To force a playoff, Campbell had to hole his approach shot for eagle to offset Micheel’s sure birdie. When his ball came to rest about 15 feet from the cup, the tournament belonged to Micheel. So far, it has been Micheel’s career highlight. But much to his disappointment, he hasn’t backed the lone win up with another.
“Most of the guys have an understanding of what it’s like to have won a major championship and then have to try to live up to the expectations of your friends, family, fans, and yourself,” Micheel said. “It’s only in the last year or so that I’ve really had time to reflect on how that affected me on a personal level. I haven’t been too vocal about it, but I beat myself up in my head all the time trying to figure out what I need to do to get back to playing like that. Maybe I never will.”
For much of the last three years, serious injury and personal grief have impeded his path to former greatness. In June of 2008, he underwent shoulder surgery for a torn labrum, an injury he suffered in early 2007 and one that required the insertion of six screws. While recuperating from the operation, he missed seven months of playing time, but gained cherished family and friends time. He was granted a 13-tournament major medical extension this season by the P.G.A. In that limited schedule, he had to earn enough money to keep his Top-125 status. When the exemption expired in July, he had not yet done so. However troubling those issues may be, they pale in comparison to the plight of Micheel’s 63-year old mother. She is battling terminal cancer and during his rehabilitation period, Micheel was her transportation to chemotherapy treatments.
“It’s been two years since I’ve really been healthy and had a great attitude about golf,” said Micheel, a resident of Memphis, Tennessee. “It’s just been a lot of issues off the course. My mom is dying of cancer and has maybe less than a year to live. My motivation to play golf is there, but my motivation to be away from home to play golf is not. You have to have both.”
Micheel admitted to playing well in the pro-am tournament and believes his game is starting to come around. In his 24th-place finish at this year’s Valero Texas Open, he posted a third-round score of 63. Still, career-wise he is faced with the prospect of returning to the P.G.A. Qualifying Tournament this fall or earning enough money in the Fall Series if he wants to regain fully-exempt status.
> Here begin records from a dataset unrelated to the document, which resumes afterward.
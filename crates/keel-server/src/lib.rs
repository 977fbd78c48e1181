//! Keel gRPC Server
//!
//! The service façade over the storage engine: the four `Log` RPCs
//! (`Produce`, `Consume`, `ProduceStream`, `ConsumeStream`), with ACL
//! authorization in front of every operation and optional mutual-TLS
//! transport security supplying caller identities.

pub mod auth;
pub mod service;
pub mod tls;

pub use auth::{Acl, AuthError, Authorizer};
pub use service::LogService;
pub use tls::TlsSettings;
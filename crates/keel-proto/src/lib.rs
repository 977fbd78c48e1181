//! Keel Protocol Definitions
//!
//! gRPC service definition and message types for the commit log API.
//!
//! ## Service
//!
//! The `Log` service exposes four operations:
//!
//! - `Produce`: append one record, returns its assigned offset
//! - `Consume`: read the record at a given offset
//! - `ProduceStream`: bidirectional stream of produce requests/responses,
//!   one response per request in order
//! - `ConsumeStream`: server stream of records from a start offset onward,
//!   following the log's tail until the client cancels
//!
//! ## Usage
//!
//! Server side:
//!
//! ```ignore
//! use keel_proto::v1::log_server::{Log, LogServer};
//! ```
//!
//! Client side:
//!
//! ```ignore
//! use keel_proto::v1::{log_client::LogClient, ProduceRequest, Record};
//!
//! let mut client = LogClient::connect("http://localhost:8400").await?;
//! let response = client
//!     .produce(ProduceRequest {
//!         record: Some(Record {
//!             value: "hello".into(),
//!             offset: 0,
//!         }),
//!     })
//!     .await?;
//! println!("offset: {}", response.into_inner().offset);
//! ```

pub mod v1 {
    tonic::include_proto!("keel.v1");
}
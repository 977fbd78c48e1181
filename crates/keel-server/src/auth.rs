//! Authorization for the log service.
//!
//! Every RPC is checked before it touches the log: the transport supplies a
//! *subject* (the caller's identity), the service names the *object* being
//! acted on and the *action*, and the [`Authorizer`] says yes or no.
//!
//! The built-in [`Acl`] implementation is driven by a JSON policy file of
//! entries, each granting or denying an action on an object to a principal.
//! Deny entries win over allows; a request that matches nothing is denied.
//!
//! ## Policy file
//!
//! ```json
//! [
//!   { "principal": "9f2a…", "object": "*", "action": "produce", "effect": "allow" },
//!   { "principal": "9f2a…", "object": "*", "action": "consume", "effect": "allow" },
//!   { "principal": "*",     "object": "*", "action": "consume", "effect": "deny"  }
//! ]
//! ```
//!
//! Principals are the certificate fingerprints handed out by the transport
//! layer (see [`crate::tls`]). Patterns support a `*` wildcard: `*` alone
//! matches anything, a leading or trailing `*` matches a suffix or prefix.

use std::path::Path;

use serde::{Deserialize, Serialize};
use thiserror::Error;
use tracing::warn;

/// The single resource the service currently exposes.
pub const OBJECT_WILDCARD: &str = "*";
pub const ACTION_PRODUCE: &str = "produce";
pub const ACTION_CONSUME: &str = "consume";

#[derive(Debug, Error)]
pub enum AuthError {
    #[error("{subject:?} is not permitted to {action} on {object}")]
    Denied {
        subject: String,
        object: String,
        action: String,
    },

    #[error("failed to read policy file: {0}")]
    Io(#[from] std::io::Error),

    #[error("malformed policy file: {0}")]
    Parse(#[from] serde_json::Error),
}

/// Decides whether `subject` may perform `action` on `object`.
///
/// Consulted by the service before any log access; a denial must
/// short-circuit the request.
pub trait Authorizer: Send + Sync {
    fn authorize(&self, subject: &str, object: &str, action: &str) -> Result<(), AuthError>;
}

#[derive(Debug, Clone, Copy, PartialEq, Eq, Serialize, Deserialize)]
#[serde(rename_all = "lowercase")]
pub enum Effect {
    Allow,
    Deny,
}

/// One policy rule. All three patterns must match for the rule to apply.
#[derive(Debug, Clone, Serialize, Deserialize)]
pub struct AclEntry {
    pub principal: String,
    pub object: String,
    pub action: String,
    pub effect: Effect,
}

impl AclEntry {
    fn matches(&self, subject: &str, object: &str, action: &str) -> bool {
        pattern_matches(&self.principal, subject)
            && pattern_matches(&self.object, object)
            && pattern_matches(&self.action, action)
    }
}

/// Policy-file-driven [`Authorizer`]: deny overrides allow, default deny.
pub struct Acl {
    entries: Vec<AclEntry>,
}

impl Acl {
    pub fn new(entries: Vec<AclEntry>) -> Self {
        Self { entries }
    }

    /// Load entries from a JSON policy file.
    pub fn from_file(path: impl AsRef<Path>) -> Result<Self, AuthError> {
        let raw = std::fs::read_to_string(path)?;
        Ok(Self::new(serde_json::from_str(&raw)?))
    }

    /// An ACL that permits every request. For development setups without a
    /// policy file; not meant for anything internet-facing.
    pub fn allow_all() -> Self {
        Self::new(vec![AclEntry {
            principal: "*".to_string(),
            object: "*".to_string(),
            action: "*".to_string(),
            effect: Effect::Allow,
        }])
    }
}

impl Authorizer for Acl {
    fn authorize(&self, subject: &str, object: &str, action: &str) -> Result<(), AuthError> {
        let mut allowed = false;
        for entry in &self.entries {
            if !entry.matches(subject, object, action) {
                continue;
            }
            match entry.effect {
                Effect::Deny => {
                    warn!(subject, object, action, "denied by acl entry");
                    return Err(AuthError::Denied {
                        subject: subject.to_string(),
                        object: object.to_string(),
                        action: action.to_string(),
                    });
                }
                Effect::Allow => allowed = true,
            }
        }
        if allowed {
            Ok(())
        } else {
            warn!(subject, object, action, "no matching acl entry, default deny");
            Err(AuthError::Denied {
                subject: subject.to_string(),
                object: object.to_string(),
                action: action.to_string(),
            })
        }
    }
}

/// `*` wildcard matching: bare `*` matches everything, a trailing `*`
/// matches a prefix, a leading `*` matches a suffix.
fn pattern_matches(pattern: &str, value: &str) -> bool {
    if pattern == "*" {
        return true;
    }
    if let Some(prefix) = pattern.strip_suffix('*') {
        return value.starts_with(prefix);
    }
    if let Some(suffix) = pattern.strip_prefix('*') {
        return value.ends_with(suffix);
    }
    pattern == value
}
However, there is also a third option.
“It’s looking more and more like I’m going to Europe to play. I’ve talked to Ernie Els about it. I’m fully exempt there and my goal- to live the American Dream- is to work less and make more,” Micheel said, who can boast that he ousted Tiger Woods in the first round of the HSBC World Match Play Championship in 2006. “I love playing, but right now with what is going on at home, I want to be available for my mom. I don’t want to be one of those fathers or sons who just goes off and plays golf while putting everybody else second. I’m going to find a way to get my game to where I can play a certain schedule and be home with my family. That’s what matters to me most right now.”
In 2003, his caddie wished for a good result and got it when oftentimes there is none in a pressure situation like that; in that same spirit regarding the outcomes of Micheel’s travails both on a personal level and as a professional golfer, one can only say, be right! Be right!